Warner-Lambert's was punished for marketing Neurontin to doctors for reasons ther than as a supplemental anti-seizure medication for epileptics. That was the only use approved by the FDA during Neurontin's early years, when prosecutors say Warner-Lambert's illegal marketing took place.

Doctors can prescribe FDA-approved drugs for off-label uses. But federal law forbids pharmaceutical companies to market drugs for treatments not FDA-approved. The Justice Department says that's what Warner-Lambert did from shortly after introducing Neurontin in 1994 until 2000. Prosecutors alleged that Warner-Lambert:

  • Lied to doctors about the drug's effectiveness
  • Paid doctors to allow a sales representative to sit in on sessions with patients
  • Paid doctors, some up to $250,000, to unethically talk up Neurontin to other doctors

In fact, the list of ailments that Warner-Lambert claimed Neurontin alleviated was so long - covering pain, headaches, bipolar disorder, attention deficit disorder, alcohol detoxification - that some Warner-Lambert employees dubbed it the "snake oil" list, government documents say.

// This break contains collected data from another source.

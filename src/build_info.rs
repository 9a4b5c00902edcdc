//! Build information module
//!
//! Compile-time build number and timestamp, embedded by `build.rs`.

use serde::Serialize;

/// Build number, incremented on each recompilation
pub const BUILD_NUMBER: u64 = match option_env!("FOODSAVER_BUILD_NUMBER") {
    Some(s) => match parse_u64(s) {
        Some(n) => n,
        None => 0,
    },
    None => 0,
};

/// Build timestamp in ISO 8601 format
pub const BUILD_TIMESTAMP: &str = match option_env!("FOODSAVER_BUILD_TIMESTAMP") {
    Some(s) => s,
    None => "unknown",
};

pub const VERSION: &str = env!("CARGO_PKG_VERSION");
pub const NAME: &str = env!("CARGO_PKG_NAME");
pub const DESCRIPTION: &str = env!("CARGO_PKG_DESCRIPTION");

const fn parse_u64(s: &str) -> Option<u64> {
    let bytes = s.as_bytes();
    if bytes.is_empty() {
        return None;
    }
    let mut result: u64 = 0;
    let mut i = 0;
    while i < bytes.len() {
        let b = bytes[i];
        if b < b'0' || b > b'9' {
            return None;
        }
        result = result * 10 + (b - b'0') as u64;
        i += 1;
    }
    Some(result)
}

#[derive(Debug, Clone, Serialize)]
pub struct BuildInfo {
    pub name: &'static str,
    pub version: &'static str,
    pub build_number: u64,
    pub build_timestamp: &'static str,
    pub description: &'static str,
}

impl BuildInfo {
    pub fn current() -> Self {
        Self {
            name: NAME,
            version: VERSION,
            build_number: BUILD_NUMBER,
            build_timestamp: BUILD_TIMESTAMP,
            description: DESCRIPTION,
        }
    }
}

impl Default for BuildInfo {
    fn default() -> Self {
        Self::current()
    }
}

/// Print the startup banner to stderr
pub fn print_startup_banner() {
    let info = BuildInfo::current();
    eprintln!("===============================================");
    eprintln!("  FoodSaver - pantry & waste tracker");
    eprintln!("  Version: {} | Build: {}", info.version, info.build_number);
    eprintln!("  Compiled: {}", info.build_timestamp);
    eprintln!("===============================================");
}
//! Data models
//!
//! Plain data types shared by the inventory core, plus their SQLite row mapping.

mod category;
mod food_item;
mod history_event;
mod progress;
mod recipe;

pub use category::Category;
pub use food_item::{FoodItem, FoodItemCreate, FoodItemUpdate};
pub use history_event::{EventKind, HistoryEvent};
pub use progress::{PantryState, UserProgress};
pub use recipe::{CustomRecipe, CustomRecipeCreate, Recipe, RecipeIngredient};

use rusqlite::types::Type;
use rusqlite::Row;

/// Read a text column through `parse`; unknown values are a conversion failure
fn parse_text_column<T>(
    row: &Row,
    column: &str,
    parse: impl FnOnce(&str) -> Option<T>,
) -> rusqlite::Result<T> {
    let raw: String = row.get(column)?;
    parse(&raw).ok_or_else(|| {
        let index = row.as_ref().column_index(column).unwrap_or(0);
        rusqlite::Error::FromSqlConversionFailure(
            index,
            Type::Text,
            format!("unrecognized {} '{}'", column, raw).into(),
        )
    })
}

The strategy worked. In 2002, 94 percent of Neurontin's sales were for off-label uses, up from40 percent in 1995, the government estimates, citing company documents and independent market research. Wall Street firm Lehman Bros. estimates that 90 percent of Neurontin sales are currently off-label.

Doctors consider the drug relatively safe with few side effects. But prosecutors said Warner-Lambert's actions caused Medicaid to pay for prescriptions it should not have. They also said patients could have been harmed by taking a drug not proved safe and effective for their condition.